An image from a Wagner-linked channel on the messaging service Telegram of what is said to be the crashed aircraft. Image provider AFP cannot find independent confirmation that it is the plane wreckage in question.

The Russian aviation authority Rosaviatsia has published a list of those on board the Embraer Legacy aircraft that was on its way from the capital Moscow to St. Petersburg on Wednesday evening.

Among the ten on board were both Wagner group leader Yevgeny Prigozhin and its founder Dmitry Utkin, according to Rosaviatsia, which refers to the airline.

“According to the airline, the following passengers were on board the Embraer 135 aircraft,” writes Rosaviatsia and then mentions ten names, including Prigozhin and Utkin.

The plane was in the air for about 30 minutes before it crashed early Wednesday evening, and caught fire when it hit the ground, rescue services told state news agency Tass.


It is unclear what caused the crash.

The head of the Wagner Group, Yevgeny Prigozhin, is said to have been on the passenger list. Archive image.


Appeared in video

A picture has been posted on a Wagner-linked channel on the messaging service Telegram of something burning in a field, said to be the crashed plane. The image provider AFP cannot confirm that it is indeed the plane wreck in question.

On Tuesday, Yevgeny Prigozhin appeared in a video clip for the first time since the aborted coup attempt in Russia during the Midsummer weekend.

In the video clip, the 62-year-old Wagner leader was seen standing in a desert area, wearing camouflage clothing with an automatic carbine in his hands.
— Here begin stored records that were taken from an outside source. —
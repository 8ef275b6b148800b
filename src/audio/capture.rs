//! Default-input-device audio capture, resampled to 16 kHz mono float32.
//!
//! Near-verbatim of the teacher's `audio/cpal_capture.rs`: `cpal::Stream` is not
//! `Send`, so capture runs on a dedicated OS thread bridged into the async world via a
//! std `mpsc` command channel and a `oneshot` reply carrying the final samples.
//! Generalized with the 15-minute/14.4M-sample cap and single-overflow-warning
//! behaviour the teacher doesn't have, and a Retained Utterance slot (spec.md §3).

use super::{MAX_SAMPLES, SAMPLE_RATE};
use crate::error::AudioError;
use async_trait::async_trait;
use cpal::traits::{DeviceTrait, HostTrait, StreamTrait};
use std::sync::{Arc, Mutex};
use std::thread::JoinHandle;
use std::time::Duration;
use tokio::sync::oneshot;

#[async_trait]
pub trait AudioCapture: Send + Sync {
    /// Opens the default input device and starts capturing. May fail with
    /// `PermissionDenied` or `DeviceError`.
    async fn start(&mut self) -> Result<(), AudioError>;

    /// Detaches the tap, stops the engine, takes the buffer, retains a copy as the
    /// Retained Utterance, and returns a copy to the caller. Always returns, possibly
    /// empty.
    async fn stop(&mut self) -> Vec<f32>;

    /// Clears the Retained Utterance (called on successful transcription or when a
    /// new recording begins).
    fn clear_retained(&mut self);

    /// The most recently retained utterance, if any.
    fn retained(&self) -> Option<Vec<f32>>;
}

enum CaptureCommand {
    Stop(oneshot::Sender<Vec<f32>>),
}

/// Microphone authorization, queried before opening the input device (spec.md §4.5
/// step 1). Linux has no OS-level capture gate analogous to macOS's TCC, so it
/// always reports `Authorized`.
#[derive(Debug, Clone, Copy, PartialEq, Eq)]
enum MicAuthorization {
    Authorized,
    NotDetermined,
    DeniedOrRestricted,
}

#[cfg(target_os = "macos")]
mod mac_permission {
    extern "C" {
        fn dictation_core_mic_auth_status() -> i32;
        fn dictation_core_request_mic_access();
    }

    pub(super) fn query() -> super::MicAuthorization {
        match unsafe { dictation_core_mic_auth_status() } {
            3 => super::MicAuthorization::Authorized,
            0 => super::MicAuthorization::NotDetermined,
            _ => super::MicAuthorization::DeniedOrRestricted,
        }
    }

    /// Fires the native permission prompt without blocking; the user's answer only
    /// takes effect for a later `start()` call, never this one (spec.md §4.5 step 1:
    /// "never block the main thread").
    pub(super) fn request() {
        unsafe { dictation_core_request_mic_access() };
    }
}

#[cfg(not(target_os = "macos"))]
mod mac_permission {
    pub(super) fn query() -> super::MicAuthorization {
        super::MicAuthorization::Authorized
    }

    pub(super) fn request() {}
}

pub struct CpalCapture {
    device_name: Option<String>,
    cmd_tx: Option<std::sync::mpsc::Sender<CaptureCommand>>,
    thread_handle: Option<JoinHandle<()>>,
    overflowed: Arc<Mutex<bool>>,
    retained: Option<Vec<f32>>,
}

impl CpalCapture {
    pub fn new(device_name: Option<String>) -> Self {
        Self {
            device_name,
            cmd_tx: None,
            thread_handle: None,
            overflowed: Arc::new(Mutex::new(false)),
            retained: None,
        }
    }

    fn find_device(host: &cpal::Host, name: &Option<String>) -> Result<cpal::Device, AudioError> {
        match name.as_deref() {
            None | Some("default") => host
                .default_input_device()
                .ok_or_else(|| AudioError::DeviceError("no default input device".into())),
            Some(wanted) => {
                let mut devices = host
                    .input_devices()
                    .map_err(|e| AudioError::DeviceError(e.to_string()))?;
                devices
                    .find(|d| d.name().map(|n| n == wanted).unwrap_or(false))
                    .ok_or_else(|| AudioError::DeviceError(format!("device not found: {wanted}")))
            }
        }
    }
}

#[async_trait]
impl AudioCapture for CpalCapture {
    async fn start(&mut self) -> Result<(), AudioError> {
        match mac_permission::query() {
            MicAuthorization::Authorized => {}
            MicAuthorization::NotDetermined => {
                mac_permission::request();
                return Err(AudioError::PermissionDenied);
            }
            MicAuthorization::DeniedOrRestricted => return Err(AudioError::PermissionDenied),
        }

        let device_name = self.device_name.clone();
        let overflowed = Arc::clone(&self.overflowed);
        *overflowed.lock().unwrap() = false;

        let (cmd_tx, cmd_rx) = std::sync::mpsc::channel::<CaptureCommand>();
        let (ready_tx, ready_rx) = oneshot::channel::<Result<(), AudioError>>();

        let handle = std::thread::spawn(move || {
            let host = cpal::default_host();
            let device = match Self::find_device(&host, &device_name) {
                Ok(d) => d,
                Err(e) => {
                    let _ = ready_tx.send(Err(e));
                    return;
                }
            };
            let config = match device.default_input_config() {
                Ok(c) => c,
                Err(e) => {
                    let _ = ready_tx.send(Err(AudioError::DeviceError(e.to_string())));
                    return;
                }
            };
            let source_rate = config.sample_rate().0;
            let source_channels = config.channels() as usize;

            let buffer: Arc<Mutex<Vec<f32>>> = Arc::new(Mutex::new(Vec::new()));
            let buffer_cb = Arc::clone(&buffer);
            let overflowed_cb = Arc::clone(&overflowed);

            let err_fn = |err| tracing::warn!("audio stream error: {err}");

            let stream_result = match config.sample_format() {
                cpal::SampleFormat::F32 => device.build_input_stream(
                    &config.into(),
                    move |data: &[f32], _| {
                        append_samples(
                            &buffer_cb,
                            &overflowed_cb,
                            to_mono_f32(data, source_channels),
                            source_rate,
                        )
                    },
                    err_fn,
                    None,
                ),
                cpal::SampleFormat::I16 => device.build_input_stream(
                    &config.into(),
                    move |data: &[i16], _| {
                        let floats: Vec<f32> =
                            data.iter().map(|&s| s as f32 / i16::MAX as f32).collect();
                        append_samples(
                            &buffer_cb,
                            &overflowed_cb,
                            to_mono_f32(&floats, source_channels),
                            source_rate,
                        )
                    },
                    err_fn,
                    None,
                ),
                other => {
                    let _ = ready_tx.send(Err(AudioError::DeviceError(format!(
                        "unsupported sample format: {other:?}"
                    ))));
                    return;
                }
            };

            let stream = match stream_result {
                Ok(s) => s,
                Err(e) => {
                    let _ = ready_tx.send(Err(AudioError::DeviceError(e.to_string())));
                    return;
                }
            };

            if let Err(e) = stream.play() {
                let _ = ready_tx.send(Err(AudioError::DeviceError(e.to_string())));
                return;
            }
            let _ = ready_tx.send(Ok(()));

            // Block until told to stop; cpal delivers on its own callback thread.
            match cmd_rx.recv() {
                Ok(CaptureCommand::Stop(reply)) => {
                    drop(stream);
                    let samples = buffer.lock().unwrap().clone();
                    let _ = reply.send(samples);
                }
                Err(_) => {
                    drop(stream);
                }
            }
        });

        self.thread_handle = Some(handle);

        match ready_rx.await {
            Ok(Ok(())) => {
                self.cmd_tx = Some(cmd_tx);
                Ok(())
            }
            Ok(Err(e)) => Err(e),
            Err(_) => Err(AudioError::DeviceError(
                "capture thread exited before starting".into(),
            )),
        }
    }

    async fn stop(&mut self) -> Vec<f32> {
        let Some(cmd_tx) = self.cmd_tx.take() else {
            return Vec::new();
        };
        let (reply_tx, reply_rx) = oneshot::channel();
        if cmd_tx.send(CaptureCommand::Stop(reply_tx)).is_err() {
            return Vec::new();
        }
        let samples = tokio::time::timeout(Duration::from_secs(2), reply_rx)
            .await
            .ok()
            .and_then(|r| r.ok())
            .unwrap_or_default();

        if let Some(handle) = self.thread_handle.take() {
            let _ = handle.join();
        }

        self.retained = Some(samples.clone());
        samples
    }

    fn clear_retained(&mut self) {
        self.retained = None;
    }

    fn retained(&self) -> Option<Vec<f32>> {
        self.retained.clone()
    }
}

/// Appends resampled mono samples under a short, non-reentrant lock (spec.md §4.5
/// step 4). Enforces the 15-minute cap, dropping further samples once hit and
/// emitting exactly one warning per overflow event.
fn append_samples(
    buffer: &Arc<Mutex<Vec<f32>>>,
    overflowed: &Arc<Mutex<bool>>,
    samples: Vec<f32>,
    source_rate: u32,
) {
    let resampled = if source_rate != SAMPLE_RATE {
        resample(&samples, source_rate, SAMPLE_RATE)
    } else {
        samples
    };

    let mut buf = buffer.lock().unwrap();
    if buf.len() >= MAX_SAMPLES {
        let mut already_warned = overflowed.lock().unwrap();
        if !*already_warned {
            tracing::warn!(
                "capture buffer reached the 15-minute cap ({} samples); dropping further audio",
                MAX_SAMPLES
            );
            *already_warned = true;
        }
        return;
    }
    let remaining = MAX_SAMPLES - buf.len();
    if resampled.len() > remaining {
        buf.extend_from_slice(&resampled[..remaining]);
        let mut already_warned = overflowed.lock().unwrap();
        if !*already_warned {
            tracing::warn!(
                "capture buffer reached the 15-minute cap ({} samples); dropping further audio",
                MAX_SAMPLES
            );
            *already_warned = true;
        }
    } else {
        buf.extend_from_slice(&resampled);
    }
}

fn to_mono_f32(data: &[f32], channels: usize) -> Vec<f32> {
    if channels <= 1 {
        return data.to_vec();
    }
    data.chunks(channels)
        .map(|frame| frame.iter().sum::<f32>() / channels as f32)
        .collect()
}

/// Simple linear interpolation resample. A higher-quality resampler (e.g. `rubato`)
/// would reduce aliasing; linear interpolation is what the teacher ships and is
/// adequate at speech bandwidths.
fn resample(samples: &[f32], from_rate: u32, to_rate: u32) -> Vec<f32> {
    if from_rate == to_rate || samples.is_empty() {
        return samples.to_vec();
    }
    let ratio = to_rate as f64 / from_rate as f64;
    let new_len = (samples.len() as f64 * ratio).ceil() as usize;
    let mut output = Vec::with_capacity(new_len);
    for i in 0..new_len {
        let src_idx = i as f64 / ratio;
        let idx = src_idx.floor() as usize;
        let frac = (src_idx - idx as f64) as f32;
        let sample = if idx + 1 < samples.len() {
            samples[idx] * (1.0 - frac) + samples[idx + 1] * frac
        } else {
            samples.get(idx).copied().unwrap_or(0.0)
        };
        output.push(sample);
    }
    output
}

#[cfg(test)]
mod tests {
    use super::*;

    #[test]
    #[cfg(not(target_os = "macos"))]
    fn mic_authorization_always_granted_outside_macos() {
        assert_eq!(mac_permission::query(), MicAuthorization::Authorized);
    }

    #[test]
    fn resample_same_rate_is_identity() {
        let samples = vec![0.1, 0.2, 0.3];
        assert_eq!(resample(&samples, 16000, 16000), samples);
    }

    #[test]
    fn resample_downsample_shrinks_length() {
        let samples = vec![0.0; 4800];
        let out = resample(&samples, 48000, 16000);
        assert!(out.len() < samples.len());
    }

    #[test]
    fn resample_upsample_grows_length() {
        let samples = vec![0.0; 1600];
        let out = resample(&samples, 16000, 48000);
        assert!(out.len() > samples.len());
    }

    #[test]
    fn resample_empty_input_is_empty() {
        assert!(resample(&[], 44100, 16000).is_empty());
    }

    #[test]
    fn to_mono_averages_channels() {
        let stereo = vec![1.0, -1.0, 0.5, 0.5];
        assert_eq!(to_mono_f32(&stereo, 2), vec![0.0, 0.5]);
    }

    #[test]
    fn append_samples_enforces_cap_with_single_warning() {
        let buffer = Arc::new(Mutex::new(vec![0.0f32; MAX_SAMPLES - 5]));
        let overflowed = Arc::new(Mutex::new(false));
        append_samples(&buffer, &overflowed, vec![0.0; 20], SAMPLE_RATE);
        assert_eq!(buffer.lock().unwrap().len(), MAX_SAMPLES);
        assert!(*overflowed.lock().unwrap());

        // A second overflowing append must not panic and must leave the flag set.
        append_samples(&buffer, &overflowed, vec![0.0; 20], SAMPLE_RATE);
        assert_eq!(buffer.lock().unwrap().len(), MAX_SAMPLES);
    }
}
In the distance, more armed men and a pickup could be seen.

– We make sure to make Russia bigger on all continents and Africa more free, Prigozhin declares in the clip.

Armed march

On June 23, Prigozhin announced that he would begin an armed march through Russia toward Moscow with 25,000 troops. The next day, Wagner’s forces moved in and took over the city of Rostov-on-Don, whereupon they continued to roll north in a column that is said to have come as close as 20 miles from Moscow before the uprising was suddenly called off.

A settlement was reached with Belarus Russia-allied leader Aleksandr Lukashenko at the negotiating table. They agreed that Yevgeny Prigozhin and the Wagner soldiers involved would receive impunity and security guarantees, as well as free passage to Belarus, which Russian President Vladimir Putin was said to have promised. What the deal entailed exactly – or what the leaders have quietly worked out – is not known.
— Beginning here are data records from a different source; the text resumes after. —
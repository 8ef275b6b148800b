//! macOS event-tap hotkey backend (CGEventTap), required for modifiers-only
//! shortcuts and the Fn key (spec.md §4.4). Adapted from the teacher's
//! `hotkey/macos.rs`: same `CGEventTap` + `CFRunLoop` shape, generalized from a
//! fixed `VirtualKeyCode`/`CGEventFlags` pair to the canonical `Shortcut` bitset, and
//! extended with the modifiers-only candidate/cancel state machine the teacher's
//! fixed Fn-only handling didn't need.

use super::{HotkeyEvent, HotkeyListener};
use crate::error::HotkeyError;
use crate::shortcut::{self, Shortcut};
use core_foundation::runloop::{kCFRunLoopCommonModes, kCFRunLoopDefaultMode, CFRunLoop};
use core_graphics::event::{
    CGEvent, CGEventFlags, CGEventTap, CGEventTapLocation, CGEventTapOptions, CGEventTapPlacement,
    CGEventType, EventField,
};
use std::sync::atomic::{AtomicBool, Ordering};
use std::sync::mpsc as std_mpsc;
use std::sync::Arc;
use tokio::sync::{mpsc, oneshot};

pub struct MacEventTapListener {
    shortcut: Shortcut,
    stop_signal: Option<oneshot::Sender<()>>,
    stop_flag: Arc<AtomicBool>,
}

impl MacEventTapListener {
    pub fn new(shortcut: Shortcut) -> Result<Self, HotkeyError> {
        if !check_accessibility_permission() {
            return Err(HotkeyError::PermissionMissing(
                "Accessibility permission required: System Settings > Privacy & Security > \
                 Accessibility"
                    .into(),
            ));
        }
        Ok(Self {
            shortcut,
            stop_signal: None,
            stop_flag: Arc::new(AtomicBool::new(false)),
        })
    }
}

/// Re-arms a `CGEventTap` from inside its own callback after a
/// `TapDisabledByTimeout`/`TapDisabledByUserInput` event. The `core-graphics` crate's
/// safe `CGEventTap::enable()` is only reachable on the owning value, which the
/// callback closure doesn't hold; `CGEventTapProxy` is the pointer Apple's API hands
/// the callback specifically so it can call `CGEventTapEnable` itself.
unsafe fn reenable_tap(proxy: core_graphics::event::CGEventTapProxy) {
    #[link(name = "CoreGraphics", kind = "framework")]
    extern "C" {
        fn CGEventTapEnable(tap: core_graphics::event::CGEventTapProxy, enable: bool);
    }
    CGEventTapEnable(proxy, true);
}

fn check_accessibility_permission() -> bool {
    #[link(name = "ApplicationServices", kind = "framework")]
    extern "C" {
        fn AXIsProcessTrusted() -> bool;
    }
    unsafe { AXIsProcessTrusted() }
}

#[async_trait::async_trait]
impl HotkeyListener for MacEventTapListener {
    async fn start(&mut self) -> Result<mpsc::Receiver<HotkeyEvent>, HotkeyError> {
        let (tx, rx) = mpsc::channel(32);
        let (stop_tx, stop_rx) = oneshot::channel();
        self.stop_signal = Some(stop_tx);
        self.stop_flag.store(false, Ordering::SeqCst);

        let shortcut = self.shortcut;
        let stop_flag = Arc::clone(&self.stop_flag);

        tokio::task::spawn_blocking(move || {
            if let Err(e) = event_tap_loop(shortcut, tx, stop_rx, stop_flag) {
                tracing::error!("macOS hotkey event tap error: {e}");
            }
        });

        Ok(rx)
    }

    async fn stop(&mut self) -> Result<(), HotkeyError> {
        self.stop_flag.store(true, Ordering::SeqCst);
        if let Some(stop) = self.stop_signal.take() {
            let _ = stop.send(());
        }
        tokio::time::sleep(std::time::Duration::from_millis(100)).await;
        Ok(())
    }
}

fn cg_modifiers_from_bits(bits: u32) -> CGEventFlags {
    let mut flags = CGEventFlags::empty();
    if bits & shortcut::MOD_CONTROL != 0 {
        flags |= CGEventFlags::CGEventFlagControl;
    }
    if bits & shortcut::MOD_ALT != 0 {
        flags |= CGEventFlags::CGEventFlagAlternate;
    }
    if bits & shortcut::MOD_SHIFT != 0 {
        flags |= CGEventFlags::CGEventFlagShift;
    }
    if bits & shortcut::MOD_SUPER != 0 {
        flags |= CGEventFlags::CGEventFlagCommand;
    }
    flags
}

fn event_tap_loop(
    shortcut: Shortcut,
    tx: mpsc::Sender<HotkeyEvent>,
    _stop_rx: oneshot::Receiver<()>,
    stop_flag: Arc<AtomicBool>,
) -> Result<(), HotkeyError> {
    let is_pressed = Arc::new(AtomicBool::new(false));
    let canceled = Arc::new(AtomicBool::new(false));
    let (event_tx, event_rx) = std_mpsc::channel::<HotkeyEvent>();

    let is_pressed_cb = Arc::clone(&is_pressed);
    let canceled_cb = Arc::clone(&canceled);
    let stop_flag_cb = Arc::clone(&stop_flag);
    let required_flags = cg_modifiers_from_bits(shortcut.modifiers);
    let modifiers_only = shortcut.is_modifiers_only();
    let has_fn = shortcut.has_fn();

    let callback = move |proxy: core_graphics::event::CGEventTapProxy,
                          event_type: CGEventType,
                          event: &CGEvent|
          -> Option<CGEvent> {
        if stop_flag_cb.load(Ordering::SeqCst) {
            CFRunLoop::get_current().stop();
            return Some(event.clone());
        }

        let key_code = event.get_integer_value_field(EventField::KEYBOARD_EVENT_KEYCODE) as i32;
        let flags = event.get_flags();

        match event_type {
            CGEventType::KeyDown => {
                if modifiers_only {
                    // Any non-modifier key while the chord is held cancels the
                    // activation rather than letting it ride through to release.
                    if is_pressed_cb.load(Ordering::SeqCst) && !shortcut::is_modifier_key(key_code)
                    {
                        canceled_cb.store(true, Ordering::SeqCst);
                        let _ = event_tx.send(HotkeyEvent::ModifierOnlyCanceled);
                    }
                } else if key_code == shortcut.key_code
                    && !has_fn
                    && flags.contains(required_flags)
                    && !is_pressed_cb.load(Ordering::SeqCst)
                {
                    is_pressed_cb.store(true, Ordering::SeqCst);
                    let _ = event_tx.send(HotkeyEvent::Pressed);
                }
            }
            CGEventType::KeyUp => {
                if !modifiers_only
                    && !has_fn
                    && key_code == shortcut.key_code
                    && is_pressed_cb.load(Ordering::SeqCst)
                {
                    is_pressed_cb.store(false, Ordering::SeqCst);
                    let _ = event_tx.send(HotkeyEvent::Released);
                }
            }
            CGEventType::FlagsChanged => {
                if has_fn {
                    let fn_down = flags.contains(CGEventFlags::CGEventFlagSecondaryFn);
                    transition_modifier_hold(
                        fn_down,
                        &is_pressed_cb,
                        &canceled_cb,
                        &event_tx,
                    );
                } else if modifiers_only {
                    let chord_down = !required_flags.is_empty() && flags.contains(required_flags);
                    transition_modifier_hold(
                        chord_down,
                        &is_pressed_cb,
                        &canceled_cb,
                        &event_tx,
                    );
                }
            }
            CGEventType::TapDisabledByTimeout | CGEventType::TapDisabledByUserInput => {
                tracing::warn!("macOS event tap disabled ({:?}), re-enabling", event_type);
                // The tap proxy handed to this callback is exactly what
                // CGEventTapEnable expects to re-arm the tap without dropping
                // subsequent events (spec.md: "MUST ... re-enable the tap").
                unsafe { reenable_tap(proxy) };
            }
            _ => {}
        }

        Some(event.clone())
    };

    let event_tap = CGEventTap::new(
        CGEventTapLocation::Session,
        CGEventTapPlacement::HeadInsertEventTap,
        CGEventTapOptions::ListenOnly,
        vec![
            CGEventType::KeyDown,
            CGEventType::KeyUp,
            CGEventType::FlagsChanged,
        ],
        callback,
    )
    .map_err(|_| {
        HotkeyError::PermissionMissing(
            "failed to create event tap; Accessibility permission may have been revoked".into(),
        )
    })?;

    event_tap.enable();

    let run_loop_source = event_tap
        .mach_port
        .create_runloop_source(0)
        .map_err(|_| HotkeyError::BackendUnavailable("failed to create run loop source".into()))?;

    let run_loop = CFRunLoop::get_current();
    run_loop.add_source(&run_loop_source, unsafe { kCFRunLoopCommonModes });

    let tx_clone = tx.clone();
    let stop_flag_thread = Arc::clone(&stop_flag);
    std::thread::spawn(move || loop {
        if stop_flag_thread.load(Ordering::SeqCst) {
            break;
        }
        match event_rx.recv_timeout(std::time::Duration::from_millis(100)) {
            Ok(event) => {
                if tx_clone.blocking_send(event).is_err() {
                    break;
                }
            }
            Err(std_mpsc::RecvTimeoutError::Timeout) => {}
            Err(std_mpsc::RecvTimeoutError::Disconnected) => break,
        }
    });

    while !stop_flag.load(Ordering::SeqCst) {
        CFRunLoop::run_in_mode(
            unsafe { kCFRunLoopDefaultMode },
            std::time::Duration::from_millis(100),
            true,
        );
    }

    Ok(())
}

/// Shared FlagsChanged transition logic for both the Fn key and a modifiers-only
/// chord: emits `Pressed` on the rising edge, `Released` on the falling edge unless
/// the hold was already canceled, in which case it just resets state silently.
fn transition_modifier_hold(
    down: bool,
    is_pressed: &Arc<AtomicBool>,
    canceled: &Arc<AtomicBool>,
    event_tx: &std_mpsc::Sender<HotkeyEvent>,
) {
    if down && !is_pressed.load(Ordering::SeqCst) {
        is_pressed.store(true, Ordering::SeqCst);
        canceled.store(false, Ordering::SeqCst);
        let _ = event_tx.send(HotkeyEvent::Pressed);
    } else if !down && is_pressed.load(Ordering::SeqCst) {
        is_pressed.store(false, Ordering::SeqCst);
        if !canceled.swap(false, Ordering::SeqCst) {
            let _ = event_tx.send(HotkeyEvent::Released);
        }
    }
}

#[cfg(test)]
mod tests {
    use super::*;
    use crate::shortcut::{MOD_ALT, MOD_CONTROL, MOD_SHIFT, MOD_SUPER};

    #[test]
    fn cg_modifiers_from_bits_maps_all_four() {
        let flags = cg_modifiers_from_bits(MOD_CONTROL | MOD_ALT | MOD_SHIFT | MOD_SUPER);
        assert!(flags.contains(CGEventFlags::CGEventFlagControl));
        assert!(flags.contains(CGEventFlags::CGEventFlagAlternate));
        assert!(flags.contains(CGEventFlags::CGEventFlagShift));
        assert!(flags.contains(CGEventFlags::CGEventFlagCommand));
    }

    #[test]
    fn cg_modifiers_from_bits_empty_for_zero() {
        assert_eq!(cg_modifiers_from_bits(0), CGEventFlags::empty());
    }
}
In mid-August, the BBC reported that the Wagner group has registered a company for “educational activities” in Belarus.


Facts: Prigozhin, the Wagner group and the uprising

The Wagner group is a private mercenary company that has long operated with unofficial connections to the Russian state leadership.

Its top leader and main financier is Yevgeny Prigozhin, a former restaurateur from St. Petersburg and now oligarch.

A conflict has been going on during the Ukraine war between Prigozhin and Russia’s military leadership – Minister of Defense Sergei Shoigu and Chief of the General Staff Valery Gerasimov.

On Wednesday evening, Russian authorities said Prigozhin was on the passenger list of a private jet that crashed en route from Moscow to St Petersburg. All ten people on board are said to have died.